Traders on Wednesday added more fuel to the range-bound trading argument as March natural gas futures traded in a fairly slim 18.7-cent range during the regular session between $4.533 and $4.720. The prompt-month contract ended up closing at $4.597, up 8.4 cents from Tuesday’s regular session finish.

While most traders can agree that the current market is range-bound, the debate of whether or not Monday’s $4.280 low is in fact the bottom of the move remains hotly contested. Some believe all of the bearish indicators were long ago factored into prices while others think the other shoe has yet to drop.

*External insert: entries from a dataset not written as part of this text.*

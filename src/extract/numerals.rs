const DEVANAGARI_ZERO: u32 = 0x0966;
const DEVANAGARI_NINE: u32 = 0x096F;

/// Replaces Devanagari digits (U+0966..=U+096F) with ASCII digits. Every other
/// character is left untouched.
pub fn to_arabic(input: &str) -> String {
    input.chars().map(arabic_digit_or_self).collect()
}

fn arabic_digit_or_self(character: char) -> char {
    let code = character as u32;
    if (DEVANAGARI_ZERO..=DEVANAGARI_NINE).contains(&code) {
        char::from(b'0' + (code - DEVANAGARI_ZERO) as u8)
    } else {
        character
    }
}

/// ASCII digits to Devanagari, for printed output.
pub fn to_devanagari(input: &str) -> String {
    input
        .chars()
        .map(|character| match character.to_digit(10) {
            Some(value) if character.is_ascii_digit() => {
                char::from_u32(DEVANAGARI_ZERO + value).unwrap_or(character)
            }
            _ => character,
        })
        .collect()
}

pub fn is_digit(character: char) -> bool {
    character.is_ascii_digit() || (DEVANAGARI_ZERO..=DEVANAGARI_NINE).contains(&(character as u32))
}
use std::fmt;

use serde::{Deserialize, Deserializer, Serialize, Serializer};

pub const MIN_AGE: u8 = 18;
pub const MAX_AGE: u8 = 120;

/// Voter age, always within [`MIN_AGE`, `MAX_AGE`]. Serialized as a string.
#[derive(Debug, Clone, Copy, PartialEq, Eq, PartialOrd, Ord, Hash)]
pub struct Age(u8);

impl Age {
    pub fn new(value: u32) -> Option<Self> {
        if (u32::from(MIN_AGE)..=u32::from(MAX_AGE)).contains(&value) {
            Some(Self(value as u8))
        } else {
            None
        }
    }

    /// Parses ASCII digits only; callers convert Devanagari numerals first.
    pub fn parse(raw: &str) -> Option<Self> {
        let trimmed = raw.trim();
        if trimmed.is_empty() || !trimmed.chars().all(|c| c.is_ascii_digit()) {
            return None;
        }
        trimmed.parse::<u32>().ok().and_then(Self::new)
    }

    pub fn get(self) -> u8 {
        self.0
    }
}

impl fmt::Display for Age {
    fn fmt(&self, f: &mut fmt::Formatter<'_>) -> fmt::Result {
        write!(f, "{}", self.0)
    }
}

impl Serialize for Age {
    fn serialize<S: Serializer>(&self, serializer: S) -> Result<S::Ok, S::Error> {
        serializer.collect_str(self)
    }
}

#[derive(Debug, Clone, Copy, PartialEq, Eq, PartialOrd, Ord, Hash, Serialize)]
pub enum Gender {
    #[serde(rename = "M")]
    Male,
    #[serde(rename = "F")]
    Female,
}

impl Gender {
    pub fn as_str(self) -> &'static str {
        match self {
            Self::Male => "M",
            Self::Female => "F",
        }
    }

    /// Accepts the stored codes plus English and Marathi spellings.
    pub fn parse(raw: &str) -> Option<Self> {
        match raw.trim() {
            "M" | "m" | "Male" | "male" | "MALE" | "पुरुष" | "पुरूष" | "पु" => Some(Self::Male),
            "F" | "f" | "Female" | "female" | "FEMALE" | "स्त्री" | "स्री" | "स्त्रि" | "स्" => {
                Some(Self::Female)
            }
            _ => None,
        }
    }
}

impl fmt::Display for Gender {
    fn fmt(&self, f: &mut fmt::Formatter<'_>) -> fmt::Result {
        f.write_str(self.as_str())
    }
}

/// Which guardian label the relation value was found under.
#[derive(Debug, Clone, Copy, PartialEq, Eq, Serialize, Deserialize)]
#[serde(rename_all = "lowercase")]
pub enum RelationType {
    Father,
    Husband,
    Mother,
    Other,
}

/// Where a set of records came from. Also the merge trust ranking input.
#[derive(
    Debug, Clone, Copy, PartialEq, Eq, PartialOrd, Ord, Hash, Serialize, Deserialize, clap::ValueEnum,
)]
#[serde(rename_all = "kebab-case")]
pub enum SourceKind {
    PdfText,
    Ocr,
    Manual,
    PriorStore,
}

impl SourceKind {
    pub fn as_str(self) -> &'static str {
        match self {
            Self::PdfText => "pdf-text",
            Self::Ocr => "ocr",
            Self::Manual => "manual",
            Self::PriorStore => "prior-store",
        }
    }

    pub fn parse(raw: &str) -> Option<Self> {
        match raw.trim() {
            "pdf-text" | "pdf" | "text" => Some(Self::PdfText),
            "ocr" => Some(Self::Ocr),
            "manual" => Some(Self::Manual),
            "prior-store" | "store" => Some(Self::PriorStore),
            _ => None,
        }
    }
}

impl fmt::Display for SourceKind {
    fn fmt(&self, f: &mut fmt::Formatter<'_>) -> fmt::Result {
        f.write_str(self.as_str())
    }
}

#[derive(Debug, Clone, Copy, PartialEq, Eq, Default, Serialize, Deserialize)]
#[serde(rename_all = "lowercase")]
pub enum FieldStatus {
    Verified,
    #[default]
    Missing,
    Inferred,
    Conflict,
}

#[derive(Debug, Clone, PartialEq, Eq, Default, Serialize, Deserialize)]
#[serde(rename_all = "camelCase", default)]
pub struct DataQuality {
    pub voter_id: FieldStatus,
    pub serial: FieldStatus,
    pub name: FieldStatus,
    pub relation: FieldStatus,
    pub house: FieldStatus,
    pub age: FieldStatus,
    pub gender: FieldStatus,
}

/// One row on the electoral roll.
#[derive(Debug, Clone, PartialEq, Default, Serialize, Deserialize)]
#[serde(rename_all = "camelCase")]
pub struct VoterRecord {
    #[serde(default, skip_serializing_if = "Option::is_none")]
    pub voter_id: Option<String>,
    #[serde(
        default,
        alias = "serialNumber",
        deserialize_with = "de_lenient_u32",
        skip_serializing_if = "Option::is_none"
    )]
    pub serial: Option<u32>,
    #[serde(
        default,
        deserialize_with = "de_lenient_u64",
        skip_serializing_if = "Option::is_none"
    )]
    pub anukramank: Option<u64>,
    #[serde(default, skip_serializing_if = "Option::is_none")]
    pub unique_serial: Option<String>,
    #[serde(default, deserialize_with = "de_text")]
    pub name: Option<String>,
    #[serde(default, deserialize_with = "de_text")]
    pub relation: Option<String>,
    #[serde(default, skip_serializing_if = "Option::is_none")]
    pub relation_type: Option<RelationType>,
    #[serde(default, deserialize_with = "de_text")]
    pub house: Option<String>,
    #[serde(default, deserialize_with = "de_lenient_age")]
    pub age: Option<Age>,
    #[serde(default, deserialize_with = "de_lenient_gender")]
    pub gender: Option<Gender>,
    #[serde(default, deserialize_with = "de_text")]
    pub ward: Option<String>,
    #[serde(default, deserialize_with = "de_text")]
    pub booth: Option<String>,
    #[serde(default, skip_serializing_if = "Option::is_none")]
    pub part_number: Option<String>,
    #[serde(default, skip_serializing_if = "Option::is_none")]
    pub card_image: Option<String>,
    #[serde(default, skip_serializing_if = "Option::is_none")]
    pub source: Option<SourceKind>,
    #[serde(default, skip_serializing_if = "Vec::is_empty")]
    pub merged_from: Vec<SourceKind>,
    #[serde(default)]
    pub data_quality: DataQuality,
    #[serde(default)]
    pub ocr_failed: bool,
    #[serde(default)]
    pub pending_manual_entry: bool,
}

impl VoterRecord {
    /// `W{ward}F{booth}-S{serial}` when all three components are known.
    pub fn compute_unique_serial(&self) -> Option<String> {
        match (&self.ward, &self.booth, self.serial) {
            (Some(ward), Some(booth), Some(serial)) => {
                Some(format!("W{}F{}-S{}", ward, booth, serial))
            }
            _ => None,
        }
    }

    pub fn refresh_unique_serial(&mut self) {
        self.unique_serial = self.compute_unique_serial();
    }

    pub fn has_valid_voter_id(&self) -> bool {
        self.voter_id
            .as_deref()
            .map(crate::extract::voter_id::is_valid)
            .unwrap_or(false)
    }

    pub fn booth_key(&self) -> Option<(String, String)> {
        Some((self.ward.clone()?, self.booth.clone()?))
    }

    /// Recomputes per-field statuses from the current values. `inferred` and
    /// `conflict` marks set by earlier steps survive while the field stays in
    /// the same state.
    pub fn refresh_quality(&mut self) {
        let previous = self.data_quality.clone();
        let status = |present: bool, prior: FieldStatus| match (present, prior) {
            (true, FieldStatus::Inferred) => FieldStatus::Inferred,
            (true, _) => FieldStatus::Verified,
            (false, FieldStatus::Conflict) => FieldStatus::Conflict,
            (false, _) => FieldStatus::Missing,
        };

        let id_valid = self.has_valid_voter_id();
        self.data_quality = DataQuality {
            voter_id: status(id_valid, previous.voter_id),
            serial: status(self.serial.is_some(), previous.serial),
            name: status(self.name.is_some(), previous.name),
            relation: status(self.relation.is_some(), previous.relation),
            house: status(self.house.is_some(), previous.house),
            age: status(self.age.is_some(), previous.age),
            gender: status(self.gender.is_some(), previous.gender),
        };
        self.ocr_failed = self.voter_id.is_some() && !id_valid;
        self.pending_manual_entry = self.name.is_none()
            || !id_valid
            || self.data_quality.serial == FieldStatus::Conflict;
        self.refresh_unique_serial();
    }
}

/// One example of a soft failure, kept in reports next to the counters.
#[derive(Debug, Clone, Default, PartialEq, Serialize)]
pub struct Sample {
    pub location: String,
    pub detail: String,
}

fn non_placeholder(value: &str) -> Option<String> {
    let trimmed = value.trim();
    match trimmed {
        "" | "N/A" | "NA" | "n/a" | "na" | "-" => None,
        _ => Some(trimmed.to_string()),
    }
}

fn de_text<'de, D: Deserializer<'de>>(deserializer: D) -> Result<Option<String>, D::Error> {
    let raw = Option::<serde_json::Value>::deserialize(deserializer)?;
    Ok(match raw {
        Some(serde_json::Value::String(s)) => non_placeholder(&s),
        Some(serde_json::Value::Number(n)) => Some(n.to_string()),
        _ => None,
    })
}

fn de_lenient_u64<'de, D: Deserializer<'de>>(deserializer: D) -> Result<Option<u64>, D::Error> {
    let raw = Option::<serde_json::Value>::deserialize(deserializer)?;
    Ok(match raw {
        Some(serde_json::Value::Number(n)) => n.as_u64(),
        Some(serde_json::Value::String(s)) => s.trim().parse().ok(),
        _ => None,
    })
}

fn de_lenient_u32<'de, D: Deserializer<'de>>(deserializer: D) -> Result<Option<u32>, D::Error> {
    Ok(de_lenient_u64(deserializer)?.and_then(|value| u32::try_from(value).ok()))
}

fn de_lenient_age<'de, D: Deserializer<'de>>(deserializer: D) -> Result<Option<Age>, D::Error> {
    let raw = Option::<serde_json::Value>::deserialize(deserializer)?;
    Ok(match raw {
        Some(serde_json::Value::Number(n)) => n
            .as_u64()
            .and_then(|value| u32::try_from(value).ok())
            .and_then(Age::new),
        Some(serde_json::Value::String(s)) => Age::parse(&crate::extract::numerals::to_arabic(&s)),
        _ => None,
    })
}

fn de_lenient_gender<'de, D: Deserializer<'de>>(
    deserializer: D,
) -> Result<Option<Gender>, D::Error> {
    let raw = Option::<String>::deserialize(deserializer)?;
    Ok(raw.as_deref().and_then(Gender::parse))
}

#[cfg(test)]
mod tests {
    use super::*;

    #[test]
    fn age_rejects_out_of_range_without_clamping() {
        assert_eq!(Age::parse("17"), None);
        assert_eq!(Age::parse("121"), None);
        assert_eq!(Age::parse("18").map(Age::get), Some(18));
        assert_eq!(Age::parse("120").map(Age::get), Some(120));
        assert_eq!(Age::parse("8a"), None);
    }

    #[test]
    fn record_round_trips_with_camel_case_keys_and_string_age() {
        let raw = r#"{
            "voterId": "XUA7224868",
            "serialNumber": "5",
            "name": "गजानन यशवंत अनासपुरे",
            "relation": "N/A",
            "house": "",
            "age": 82,
            "gender": "X",
            "ward": "7",
            "booth": "1"
        }"#;

        let record: VoterRecord = serde_json::from_str(raw).unwrap();
        assert_eq!(record.serial, Some(5));
        assert_eq!(record.relation, None);
        assert_eq!(record.house, None);
        assert_eq!(record.age.map(Age::get), Some(82));
        assert_eq!(record.gender, None);
        assert_eq!(record.compute_unique_serial().as_deref(), Some("W7F1-S5"));

        let json = serde_json::to_value(&record).unwrap();
        assert_eq!(json["age"], "82");
        assert_eq!(json["voterId"], "XUA7224868");
        assert_eq!(json["name"], "गजानन यशवंत अनासपुरे");
    }

    #[test]
    fn out_of_range_stored_age_loads_as_absent() {
        let record: VoterRecord = serde_json::from_str(r#"{"age": "150"}"#).unwrap();
        assert_eq!(record.age, None);
        let record: VoterRecord = serde_json::from_str(r#"{"age": "८२"}"#).unwrap();
        assert_eq!(record.age.map(Age::get), Some(82));
    }

    #[test]
    fn refresh_quality_flags_missing_identity() {
        let mut record = VoterRecord {
            voter_id: Some("XU7224868".to_string()),
            ..VoterRecord::default()
        };
        record.refresh_quality();
        assert!(record.ocr_failed);
        assert!(record.pending_manual_entry);
        assert_eq!(record.data_quality.voter_id, FieldStatus::Missing);
        assert_eq!(record.data_quality.name, FieldStatus::Missing);
    }
}
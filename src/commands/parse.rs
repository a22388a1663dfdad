use std::path::PathBuf;

use anyhow::{Result, bail};
use serde::Serialize;
use tracing::{info, warn};

use crate::adapters::{PdfExtractOptions, load_document};
use crate::cli::ParseArgs;
use crate::extract::numerals::to_arabic;
use crate::extract::record::normalize_location_segment;
use crate::extract::{BoothLocation, PageParser, ParseReport};
use crate::model::SourceKind;
use crate::util::{now_utc_string, write_json_pretty, write_json_stdout};

#[derive(Debug, Serialize)]
#[serde(rename_all = "camelCase")]
struct ParseRunReport {
    generated_at: String,
    input: PathBuf,
    output: Option<PathBuf>,
    method: SourceKind,
    ocr_mode: &'static str,
    ocr_pages: usize,
    fallback_ward: Option<String>,
    fallback_booth: Option<String>,
    extraction_warnings: Vec<String>,
    parse: ParseReport,
}

pub fn run(args: ParseArgs) -> Result<()> {
    if !args.input.exists() {
        bail!("input not found: {}", args.input.display());
    }

    let parser = PageParser::new()?;
    let fallback = fallback_location(&parser, &args);
    if fallback.ward.is_none() || fallback.booth.is_none() {
        warn!(
            input = %args.input.display(),
            "no ward/booth fallback; records without a part number will lack uniqueSerial"
        );
    }

    let document = load_document(
        &args.input,
        args.text_source,
        &PdfExtractOptions {
            ocr_mode: args.ocr_mode,
            ocr_lang: args.ocr_lang.clone(),
            ocr_min_text_chars: args.ocr_min_text_chars,
            max_pages: args.max_pages,
        },
    )?;
    let parsed = parser.parse_pages(document.page_inputs(), args.columns, &fallback);

    match &args.output {
        Some(path) => {
            write_json_pretty(path, &parsed.records)?;
            info!(path = %path.display(), records = parsed.records.len(), "wrote candidate list");
        }
        None => write_json_stdout(&parsed.records)?,
    }

    let report = ParseRunReport {
        generated_at: now_utc_string(),
        input: args.input.clone(),
        output: args.output.clone(),
        method: document.dominant_source(),
        ocr_mode: args.ocr_mode.as_str(),
        ocr_pages: document.ocr_pages,
        fallback_ward: fallback.ward.clone(),
        fallback_booth: fallback.booth.clone(),
        extraction_warnings: document.warnings.clone(),
        parse: parsed.report,
    };
    if let Some(path) = &args.report_path {
        write_json_pretty(path, &report)?;
        info!(path = %path.display(), "wrote parse report");
    }

    info!(
        input = %args.input.display(),
        method = %report.method,
        pages = report.parse.pages,
        empty_pages = report.parse.empty_pages,
        candidates = report.parse.candidates,
        skipped_blocks = report.parse.skipped_blocks,
        ocr_failed_ids = report.parse.ocr_failed_ids,
        inferred_serials = report.parse.inferred_serials,
        "parse completed"
    );
    Ok(())
}

/// Operator-supplied ward/booth win over the file name.
fn fallback_location(parser: &PageParser, args: &ParseArgs) -> BoothLocation {
    let from_name = parser.location_from_path(&args.input);
    BoothLocation {
        ward: args
            .ward
            .as_deref()
            .and_then(|value| normalize_location_segment(&to_arabic(value)))
            .or(from_name.ward),
        booth: args
            .booth
            .as_deref()
            .and_then(|value| normalize_location_segment(&to_arabic(value)))
            .or(from_name.booth),
    }
}
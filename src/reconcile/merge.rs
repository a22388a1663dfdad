use std::collections::{BTreeMap, BTreeSet, HashMap};
use std::fmt::Display;

use serde::Serialize;
use tracing::{debug, info, warn};

use crate::model::{DataQuality, FieldStatus, Sample, SourceKind, VoterRecord};

/// One extraction pass over a booth, or the prior Store slice for it.
#[derive(Debug, Clone)]
pub struct SourceList {
    pub kind: SourceKind,
    /// File name or other operator-facing label.
    pub label: String,
    pub records: Vec<VoterRecord>,
}

impl SourceList {
    pub fn new(kind: SourceKind, label: impl Into<String>, records: Vec<VoterRecord>) -> Self {
        Self {
            kind,
            label: label.into(),
            records,
        }
    }
}

#[derive(Debug, Clone, PartialEq, Eq, Serialize)]
#[serde(rename_all = "camelCase")]
pub struct SourceValue {
    pub source: SourceKind,
    pub label: String,
    pub value: String,
}

/// Two or more sources disagreed on one field of one merged record.
#[derive(Debug, Clone, PartialEq, Eq, Serialize)]
#[serde(rename_all = "camelCase")]
pub struct FieldMismatch {
    pub voter_id: Option<String>,
    pub unique_serial: Option<String>,
    pub field: &'static str,
    pub chosen: String,
    pub values: Vec<SourceValue>,
}

#[derive(Debug, Clone, Default, PartialEq, Eq, Serialize)]
#[serde(rename_all = "camelCase")]
pub struct SourceCounts {
    pub label: String,
    pub source: Option<SourceKind>,
    pub records: usize,
    pub matched: usize,
    pub unmatched: usize,
}

#[derive(Debug, Clone, Default, Serialize)]
#[serde(rename_all = "camelCase")]
pub struct MergeReport {
    pub input_records: usize,
    pub output_records: usize,
    pub merged_groups: usize,
    pub refused_links: usize,
    pub sources: Vec<SourceCounts>,
    pub mismatches: Vec<FieldMismatch>,
    pub serial_conflicts: Vec<Sample>,
}

#[derive(Debug, Clone, Default)]
pub struct MergeOutcome {
    pub records: Vec<VoterRecord>,
    pub report: MergeReport,
}

#[derive(Debug, Clone, Copy, PartialEq, Eq)]
enum FieldClass {
    /// Digits and structure: PDF text reads these more reliably.
    Numeric,
    /// Devanagari free text: OCR reads these more reliably.
    Text,
}

/// Lower wins. Hand-entered data and the prior Store always outrank a fresh
/// extraction pass.
fn rank(kind: SourceKind, class: FieldClass) -> u8 {
    match (kind, class) {
        (SourceKind::Manual, _) => 0,
        (SourceKind::PriorStore, _) => 1,
        (SourceKind::PdfText, FieldClass::Numeric) | (SourceKind::Ocr, FieldClass::Text) => 2,
        (SourceKind::PdfText, FieldClass::Text) | (SourceKind::Ocr, FieldClass::Numeric) => 3,
    }
}

struct Member {
    list: usize,
    kind: SourceKind,
    label: String,
    record: VoterRecord,
}

/// Union-find over members. A group never holds two records from the same
/// list, nor two different valid voter IDs.
struct Groups {
    parent: Vec<usize>,
    lists: Vec<BTreeSet<usize>>,
    voter_ids: Vec<BTreeSet<String>>,
}

impl Groups {
    fn new(members: &[Member]) -> Self {
        Self {
            parent: (0..members.len()).collect(),
            lists: members
                .iter()
                .map(|member| BTreeSet::from([member.list]))
                .collect(),
            voter_ids: members
                .iter()
                .map(|member| {
                    member
                        .record
                        .voter_id
                        .iter()
                        .filter(|_| member.record.has_valid_voter_id())
                        .cloned()
                        .collect()
                })
                .collect(),
        }
    }

    fn find(&mut self, index: usize) -> usize {
        let mut root = index;
        while self.parent[root] != root {
            root = self.parent[root];
        }
        let mut current = index;
        while self.parent[current] != root {
            let next = self.parent[current];
            self.parent[current] = root;
            current = next;
        }
        root
    }

    /// Returns false when joining would break a group invariant.
    fn union(&mut self, left: usize, right: usize) -> bool {
        let left = self.find(left);
        let right = self.find(right);
        if left == right {
            return true;
        }
        if !self.lists[left].is_disjoint(&self.lists[right]) {
            return false;
        }
        let ids_clash = !self.voter_ids[left].is_empty()
            && !self.voter_ids[right].is_empty()
            && self.voter_ids[left] != self.voter_ids[right];
        if ids_clash {
            return false;
        }

        let (root, child) = if left < right { (left, right) } else { (right, left) };
        self.parent[child] = root;
        let lists = std::mem::take(&mut self.lists[child]);
        self.lists[root].extend(lists);
        let voter_ids = std::mem::take(&mut self.voter_ids[child]);
        self.voter_ids[root].extend(voter_ids);
        true
    }
}

/// Merges candidate lists into one list with per-field source precedence.
/// Every input record ends up in exactly one output record.
pub fn merge_sources(lists: Vec<SourceList>) -> MergeOutcome {
    let mut report = MergeReport::default();
    let mut members = Vec::<Member>::new();
    for (list, source) in lists.into_iter().enumerate() {
        report.sources.push(SourceCounts {
            label: source.label.clone(),
            source: Some(source.kind),
            records: source.records.len(),
            ..SourceCounts::default()
        });
        for mut record in source.records {
            record.refresh_unique_serial();
            members.push(Member {
                list,
                kind: source.kind,
                label: source.label.clone(),
                record,
            });
        }
    }
    report.input_records = members.len();

    let mut groups = Groups::new(&members);
    report.refused_links += link_by(&members, &mut groups, |record| {
        record
            .has_valid_voter_id()
            .then(|| record.voter_id.clone())
            .flatten()
    });
    report.refused_links += link_by(&members, &mut groups, |record| record.unique_serial.clone());

    let mut grouped = BTreeMap::<usize, Vec<usize>>::new();
    for index in 0..members.len() {
        let root = groups.find(index);
        grouped.entry(root).or_default().push(index);
    }

    let mut records = Vec::<VoterRecord>::with_capacity(grouped.len());
    let mut serial_ranks = Vec::<u8>::with_capacity(grouped.len());
    for indexes in grouped.values() {
        let group = indexes.iter().map(|index| &members[*index]).collect::<Vec<&Member>>();
        if group.len() > 1 {
            report.merged_groups += 1;
            for member in &group {
                report.sources[member.list].matched += 1;
            }
        } else {
            report.sources[group[0].list].unmatched += 1;
        }
        let (record, serial_rank) = resolve_group(&group, &mut report.mismatches);
        records.push(record);
        serial_ranks.push(serial_rank);
    }

    resolve_serial_conflicts(&mut records, &serial_ranks, &mut report.serial_conflicts);
    records.sort_by(|left, right| location_order(left).cmp(&location_order(right)));
    report.output_records = records.len();

    info!(
        inputs = report.input_records,
        outputs = report.output_records,
        merged_groups = report.merged_groups,
        mismatches = report.mismatches.len(),
        serial_conflicts = report.serial_conflicts.len(),
        "merged sources"
    );

    MergeOutcome { records, report }
}

fn link_by<F>(members: &[Member], groups: &mut Groups, key: F) -> usize
where
    F: Fn(&VoterRecord) -> Option<String>,
{
    let mut seen = HashMap::<String, Vec<usize>>::new();
    let mut refused = 0usize;

    for (index, member) in members.iter().enumerate() {
        let Some(value) = key(&member.record) else {
            continue;
        };
        let earlier = seen.entry(value.clone()).or_default();
        let mut linked = earlier.is_empty();
        for other in earlier.iter() {
            if groups.union(*other, index) {
                linked = true;
            }
        }
        if !linked {
            refused += 1;
            debug!(key = %value, source = %member.label, "records share a key but cannot be joined");
        }
        earlier.push(index);
    }

    refused
}

/// Builds the merged record and returns it with the rank of the source its
/// serial came from.
fn resolve_group(group: &[&Member], mismatches: &mut Vec<FieldMismatch>) -> (VoterRecord, u8) {
    if let [only] = group {
        let mut record = only.record.clone();
        record.source.get_or_insert(only.kind);
        record.refresh_quality();
        return (record, rank(only.kind, FieldClass::Numeric));
    }

    let mut resolver = FieldResolver {
        group,
        found: Vec::new(),
    };

    let voter_id = resolve_voter_id(group);
    let serial = resolver.pick("serial", FieldClass::Numeric, |record| record.serial, |quality| quality.serial);
    let age = resolver.pick("age", FieldClass::Numeric, |record| record.age, |quality| quality.age);
    let part_number = resolver.pick(
        "partNumber",
        FieldClass::Numeric,
        |record| record.part_number.clone(),
        |_| FieldStatus::Verified,
    );
    let ward = resolver.pick("ward", FieldClass::Numeric, |record| record.ward.clone(), |_| FieldStatus::Verified);
    let booth = resolver.pick("booth", FieldClass::Numeric, |record| record.booth.clone(), |_| FieldStatus::Verified);
    let name = resolver.pick("name", FieldClass::Text, |record| record.name.clone(), |quality| quality.name);
    let relation = resolver.pick(
        "relation",
        FieldClass::Text,
        |record| record.relation.clone(),
        |quality| quality.relation,
    );
    let house = resolver.pick("house", FieldClass::Text, |record| record.house.clone(), |quality| quality.house);
    let gender = resolver.pick("gender", FieldClass::Text, |record| record.gender, |quality| quality.gender);

    let anukramank = group
        .iter()
        .filter(|member| member.kind == SourceKind::PriorStore)
        .chain(group.iter())
        .find_map(|member| member.record.anukramank);
    let card_image = group.iter().find_map(|member| member.record.card_image.clone());
    let relation_type = relation
        .as_ref()
        .and_then(|winner| group[winner.member].record.relation_type);
    let source = group
        .iter()
        .map(|member| member.kind)
        .min_by_key(|kind| rank(*kind, FieldClass::Numeric));
    let merged_from = group
        .iter()
        .map(|member| member.kind)
        .collect::<BTreeSet<SourceKind>>()
        .into_iter()
        .collect::<Vec<SourceKind>>();

    let mut record = VoterRecord {
        voter_id,
        serial: serial.as_ref().map(|winner| winner.value),
        anukramank,
        name: name.as_ref().map(|winner| winner.value.clone()),
        relation: relation.as_ref().map(|winner| winner.value.clone()),
        relation_type,
        house: house.as_ref().map(|winner| winner.value.clone()),
        age: age.as_ref().map(|winner| winner.value),
        gender: gender.as_ref().map(|winner| winner.value),
        ward: ward.as_ref().map(|winner| winner.value.clone()),
        booth: booth.as_ref().map(|winner| winner.value.clone()),
        part_number: part_number.as_ref().map(|winner| winner.value.clone()),
        card_image,
        source,
        merged_from,
        ..VoterRecord::default()
    };
    record.data_quality.serial = inherited_status(group, &serial, |quality| quality.serial);
    record.data_quality.gender = inherited_status(group, &gender, |quality| quality.gender);
    record.refresh_quality();

    let serial_rank = serial
        .as_ref()
        .map(|winner| rank(group[winner.member].kind, FieldClass::Numeric))
        .unwrap_or(u8::MAX);

    for found in resolver.found {
        mismatches.push(FieldMismatch {
            voter_id: record.voter_id.clone(),
            unique_serial: record.unique_serial.clone(),
            field: found.field,
            chosen: found.chosen,
            values: found.values,
        });
    }

    (record, serial_rank)
}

“This market is obviously treading water. We are definitely seeing sideways movement. Over the past week or so we have been hovering around the $4.500 area, plus or minus a dime or two,” said Tom Saal, a broker with Hencorp Becstone Futures LC in Miami. “We’ve identified the $4.600 area as a big price level historically for natural gas. That $4.600 price was the high for almost the entire 1990s. Now that we have been trading above it for most of this decade it is proving so far to be somewhat of a support area.”

Saal said it is tough in this market to say whether the low for the move is in, but “if you put a gun to my head I’d have to say, ‘Yeah.’ I think a lot of the bearish factors we have been seeing are already in this market. The economy is no surprise to anyone at this point. Demand has been curtailed and supply is up due to the drilling boom of the last year or so. None of this is new and a lot of that has been factored in. In case no one has noticed, gas is trading at nearly a $10/Mcf deficit to where it was last summer. We could continue to fall because anything is possible, but we’ve already seen quite a drop, so who knows if anything is left?”

The broker said he is watching the funds pretty closely for movement. “We are keeping our eye on the funds right now because they are very net short natural gas. I think sooner or later we are going to get a pretty healthy short-covering rally because the funds often move together.”

Looking at the Energy Information Administration’s (EIA) natural gas storage report for the week ended Jan. 30, most industry estimates are abnormally centralized. A Reuters survey of 23 industry players produced a range of withdrawal expectations from 155 Bcf to 221 Bcf with an average expectation of a 190 Bcf draw. Research and analysis firm Bentek Energy said its flow model is also indicating a 190 Bcf pull, which would bring stocks 12.2% below the five-year high and 1% above the five-year average. Bentek said it expects 128 Bcf to be removed from the East region while the Producing and West regions draw 43 Bcf and 19 Bcf, respectively.

“I think a 190 Bcf draw would be pretty reasonable considering all of the circumstances,” Saal said. “If we realize a withdrawal of 190 Bcf, I think it certainly highlights the demand slippage that everyone is talking about. With the weather we have had, we would have seen a draw of well over 200 Bcf a couple of years ago.”

The number that will be revealed Thursday morning at 10:30 a.m. EST will be compared to the 221 Bcf draw for last year’s week and the 183 Bcf five-year average pull.

Others are not so sure futures have fallen low enough, noting that all of the bearish factors might not yet be factored into the price. Some top analysts are on the lookout for lower prices driven by plump inventories. “On balance, we remain of the opinion that fresh lows will be forthcoming, and despite some possible bullish shifts in the temperature patterns beyond next week, we expect the upcoming warm-up to offset any occasional supportive economic news,” said Jim Ritterbusch of Ritterbusch and Associates. Ritterbusch contends that recent weather forecasts show temperatures in his area of northern Illinois approaching 50 degrees through the first of next week, and such temperature patterns will “equate to an unusually small storage withdrawal within the EIA data scheduled for release on Feb.19. This anticipated acceleration in the building supply surplus has not yet been fully discounted within the futures, in our opinion.”

Economy watchers got another dose of bad news Tuesday afternoon. The Commerce Department reported motor vehicle sales that were well below expectations. January sales were at annual rate of 6.8 million units, well below expectations of 7.7 million. Sales had inched up from November’s 7.5 million rate to 7.7 million in December, but those figures pale in comparison to annual sales of about 12 million tallied a year ago.